# [WORK TASK]
Check each line of the records for "against"; collect those that have it.

# [DATA PROVIDED]
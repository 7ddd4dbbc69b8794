//! Anscombe's quartet data.

use crate::error::InvalidInput;
use anyhow::{Result, bail};

/// Primary x-sequence shared by the first three series.
const X: [f64; 11] = [10.0, 8.0, 13.0, 9.0, 11.0, 14.0, 6.0, 4.0, 12.0, 7.0, 5.0];

/// Alternate x-sequence of the fourth series.
const X4: [f64; 11] = [8.0, 8.0, 8.0, 8.0, 8.0, 8.0, 8.0, 19.0, 8.0, 8.0, 8.0];

const Y1: [f64; 11] = [
    8.04, 6.95, 7.58, 8.81, 8.33, 9.96, 7.24, 4.26, 10.84, 4.82, 5.68,
];
const Y2: [f64; 11] = [
    9.14, 8.14, 8.74, 8.77, 9.26, 8.10, 6.13, 3.10, 9.13, 7.26, 4.74,
];
const Y3: [f64; 11] = [
    7.46, 6.77, 12.74, 7.11, 7.81, 8.84, 6.08, 5.39, 8.15, 6.42, 5.73,
];
const Y4: [f64; 11] = [
    6.58, 5.76, 7.71, 8.84, 8.47, 7.04, 5.25, 12.50, 5.56, 7.91, 6.89,
];

/// Named column of y-values.
#[derive(Debug, Clone, PartialEq)]
pub struct Series {
    name: String,
    values: Vec<f64>,
}

impl Series {
    /// Create a new series with a given column name and values.
    pub fn new(name: impl Into<String>, values: Vec<f64>) -> Self {
        Self {
            name: name.into(),
            values,
        }
    }

    /// Get the column name of the series.
    pub fn name(&self) -> &str {
        &self.name
    }

    /// Get the values of the series.
    pub fn values(&self) -> &[f64] {
        &self.values
    }
}

/// Table of y-series indexed by the primary x-sequence.
///
/// The fourth series of the quartet is not plotted against the index but
/// against `x4`, which is carried alongside the table.
#[derive(Debug, Clone)]
pub struct Dataset {
    x: Vec<f64>,
    x4: Vec<f64>,
    series: Vec<Series>,
}

impl Dataset {
    /// Create a dataset, checking that every column has the index length.
    ///
    /// # Errors
    /// Returns [`InvalidInput`] if `x4` or any series differs in length from `x`.
    pub fn new(x: Vec<f64>, x4: Vec<f64>, series: Vec<Series>) -> Result<Self> {
        let n_rows = x.len();
        if x4.len() != n_rows {
            bail!(InvalidInput(format!(
                "x4 must have {n_rows} values, but has {}",
                x4.len()
            )));
        }
        for s in &series {
            if s.values.len() != n_rows {
                bail!(InvalidInput(format!(
                    "series {} must have {n_rows} values, but has {}",
                    s.name,
                    s.values.len()
                )));
            }
        }
        Ok(Self { x, x4, series })
    }

    /// The four datasets of Anscombe's quartet.
    pub fn anscombe() -> Self {
        let series = vec![
            Series::new("y1", Y1.to_vec()),
            Series::new("y2", Y2.to_vec()),
            Series::new("y3", Y3.to_vec()),
            Series::new("y4", Y4.to_vec()),
        ];
        Self {
            x: X.to_vec(),
            x4: X4.to_vec(),
            series,
        }
    }

    pub fn x(&self) -> &[f64] {
        &self.x
    }

    pub fn x4(&self) -> &[f64] {
        &self.x4
    }

    /// Get the series in column order.
    pub fn series(&self) -> &[Series] {
        &self.series
    }

    /// Look up a series by column name.
    pub fn get(&self, name: &str) -> Option<&Series> {
        self.series.iter().find(|s| s.name == name)
    }

    /// Number of rows shared by every column.
    pub fn len(&self) -> usize {
        self.x.len()
    }

    pub fn is_empty(&self) -> bool {
        self.x.is_empty()
    }
}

# [TASK RESPONSE]
/// The fourth series of the quartet is not plotted against the index but
/// against `x4`, which is carried alongside the table.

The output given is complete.